The details of naval technology and customs have obviously been very thoroughly researched, and it is clear from other reviewers’ comments that on a military level the book comes over as authentic. Certainly great care has been lavished on descriptions of the military hardware and its use.
However, the book as a whole did not click with me as much as the first one. For one thing there are essentially no female characters explored sympathetically or in depth. This would be fair enough for the shipboard experience, but in Britannia’s Wolf, Antoine successfully found ways to bring female balance into the narrative.
Similarly, the combat action takes over the whole book from early on, and other forms of interaction are largely discarded. The proportion of the book describing battle scenes is extremely high. The few “boardroom” scenes, and the one attempt to parley, scarcely provide balance. The very dubious moral basis for the action as a whole keeps drifting towards the surface, but does not drive the action or the plot: characters may dislike the position they are in, but apparently have no way to step out of it. Dawlish’s adversaries, who on the face of things might well have a greater moral claim on their side, are mostly flat characters who (with one exception) never attain a life of their own.
On a technical level there were a small number of proof reading errors, but none of a serious nature – basically minor slips of present for past tense or the like. Since these slightly increased towards the end of the book I did wonder if things got a bit hurried as a planned release date approached. The production of the kindle version is accurate and makes good use of the various features available – all in all a well turned out book worthy of the naval professionalism it describes.
The content and focus of the book means that for me this is a four-star book – I don’t really enjoy such a purely martial focus. But others who enjoy the vicarious experience of combat in the late nineteenth century will probably rate it more highly, and I feel sure that it will appeal to a lot of readers. Certainly I will be happy to look out for other books in this series as they appear.
In this second Dawlish Chronicle, he takes us to Paraguay, South America, to accompany Commander Nicholas Dawlish RN on a dangerous mission for his patron and government. And it’s dangerous in many ways apart from the fighting action: a morally questionable goal, shifting alliances amongst the participants, a treacherous river and clever, experienced and honourable enemy.

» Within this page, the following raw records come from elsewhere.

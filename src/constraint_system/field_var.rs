// Licensed under the Apache License, Version 2.0 <LICENSE-APACHE
// or https://www.apache.org/licenses/LICENSE-2.0> or the MIT license
// <LICENSE-MIT or https://opensource.org/licenses/MIT>, at your
// option. This file may not be copied, modified, or distributed
// except according to those terms.
//
// Copyright (c) ZK-GARAGE. All rights reserved.

//! Arithmetic on [`FieldVar`]s.
//!
//! Linear operations only build expression nodes and never touch a composer.
//! Operations that need a multiplication row take the composer explicitly.
//! Constants are folded as the nodes are built, so arithmetic over constants
//! never reaches the constraint system.

use crate::constraint_system::{
    FieldExpr, FieldVar, StandardComposer, Variable,
};
use crate::error::Error;
use ark_ff::PrimeField;
use core::ops::{Add, Mul, Neg, Sub};

#[allow(clippy::should_implement_trait)]
impl<F> FieldVar<F>
where
    F: PrimeField,
{
    /// Constant known while writing the circuit.
    pub fn constant(value: F) -> Self {
        Self::from_expr(FieldExpr::Const(value))
    }

    /// The constant `0`.
    pub fn zero() -> Self {
        Self::constant(F::zero())
    }

    /// The constant `1`.
    pub fn one() -> Self {
        Self::constant(F::one())
    }

    pub(crate) fn variable(var: Variable) -> Self {
        Self::from_expr(FieldExpr::Var(var))
    }

    /// Value of the node if it is a constant.
    ///
    /// This is the evaluation path of purely constant arithmetic, it needs
    /// neither a composer nor a mode.
    pub fn to_constant(&self) -> Option<F> {
        match self.expr() {
            FieldExpr::Const(value) => Some(*value),
            _ => None,
        }
    }

    /// Whether the node is a constant.
    pub fn is_constant(&self) -> bool {
        self.to_constant().is_some()
    }

    /// `self + other`
    pub fn add(&self, other: &Self) -> Self {
        match (self.to_constant(), other.to_constant()) {
            (Some(a), Some(b)) => Self::constant(a + b),
            (_, Some(b)) if b.is_zero() => self.clone(),
            (Some(a), _) if a.is_zero() => other.clone(),
            _ => Self::from_expr(FieldExpr::Add(self.clone(), other.clone())),
        }
    }

    /// `self - other`
    pub fn sub(&self, other: &Self) -> Self {
        self.add(&other.negate())
    }

    /// `self + value`
    pub fn add_constant(&self, value: F) -> Self {
        self.add(&Self::constant(value))
    }

    /// `-self`
    pub fn negate(&self) -> Self {
        self.scale(-F::one())
    }

    /// `factor · self`
    pub fn scale(&self, factor: F) -> Self {
        if factor.is_zero() {
            return Self::zero();
        }
        if factor.is_one() {
            return self.clone();
        }
        match self.expr() {
            FieldExpr::Const(value) => Self::constant(*value * factor),
            FieldExpr::Scale(inner, e) => {
                Self::from_expr(FieldExpr::Scale(*inner * factor, e.clone()))
            }
            _ => Self::from_expr(FieldExpr::Scale(factor, self.clone())),
        }
    }

    /// `self · other`, see [`StandardComposer::mul`].
    pub fn mul(
        &self,
        other: &Self,
        composer: &mut StandardComposer<F>,
    ) -> Result<Self, Error> {
        composer.mul(self, other)
    }

    /// `self · self`
    pub fn square(
        &self,
        composer: &mut StandardComposer<F>,
    ) -> Result<Self, Error> {
        composer.square(self)
    }

    /// `1 / self`, see [`StandardComposer::inverse`].
    pub fn inverse(
        &self,
        composer: &mut StandardComposer<F>,
    ) -> Result<Self, Error> {
        composer.inverse(self)
    }

    /// `self / other`, see [`StandardComposer::div`].
    pub fn div(
        &self,
        other: &Self,
        composer: &mut StandardComposer<F>,
    ) -> Result<Self, Error> {
        composer.div(self, other)
    }

    /// Constrains `self == other`.
    pub fn assert_equals(
        &self,
        other: &Self,
        composer: &mut StandardComposer<F>,
    ) -> Result<(), Error> {
        composer.assert_equal(self, other)
    }

    /// Materializes the expression into a single [`Variable`].
    pub fn seal(
        &self,
        composer: &mut StandardComposer<F>,
    ) -> Result<Variable, Error> {
        composer.seal(self)
    }
}

impl<F> From<F> for FieldVar<F>
where
    F: PrimeField,
{
    fn from(value: F) -> Self {
        Self::constant(value)
    }
}

impl<'a, F> Add<&'a FieldVar<F>> for &'a FieldVar<F>
where
    F: PrimeField,
{
    type Output = FieldVar<F>;

    fn add(self, other: &'a FieldVar<F>) -> FieldVar<F> {
        FieldVar::add(self, other)
    }
}

impl<'a, F> Sub<&'a FieldVar<F>> for &'a FieldVar<F>
where
    F: PrimeField,
{
    type Output = FieldVar<F>;

    fn sub(self, other: &'a FieldVar<F>) -> FieldVar<F> {
        FieldVar::sub(self, other)
    }
}

impl<'a, F> Neg for &'a FieldVar<F>
where
    F: PrimeField,
{
    type Output = FieldVar<F>;

    fn neg(self) -> FieldVar<F> {
        self.negate()
    }
}

impl<'a, F> Mul<F> for &'a FieldVar<F>
where
    F: PrimeField,
{
    type Output = FieldVar<F>;

    fn mul(self, factor: F) -> FieldVar<F> {
        self.scale(factor)
    }
}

Commander Dawlish is a skilled and self-disciplined naval officer driven by both honour and a deep desire for advancement. He has his faults, sensitivities and doubts which make him a rounded protagonist. He is a man of his age and sometimes seems old fashioned and patronising to 21st century readers, but spot-on for a Victorian military man.
The great strength of this book is the detail and depiction of the ships, sailing conditions, weaponry, tactics, military engineering and naval service life. I loved the balloon! If a reader wants the Tom Clancy level techno detail of the period, it’s here, and fascinating even for the non-technical reader.
For me, the detail was occasionally too much. I would have enjoyed more developed interaction between and background about the characters, particularly the opponents. And unlike the excellent Britannia’s Wolf, there was little presence of female characters; the one female enemy tended to verge on the stereotype. Perhaps more interplay with the character of the very interesting Mrs Dawlish at the beginning, thinking more about past conversations with her or references to her part in Britannia’s Wolf could have leavened the very male-centred action.
However, that action was exciting; on land and sea, naval, military, technological, political and commercial. Motivations and lack of them were deftly drawn. Dawlish’s own progressed nicely from a desire to conduct himself properly in carrying out a mission on behalf of his government’s commercial interests and his patron’s wishes to anguish at making an impossible moral choice.
Antoine Vanner pulls off a clever trick with his skilled writing and makes the opposition as varied as the group who appear to be in the right. Honour, greed, intolerance, loyalty, brutality, ideology, courage and comradeship on all sides criss-cross the narrative and this makes Britannia’s Reach an engaging read.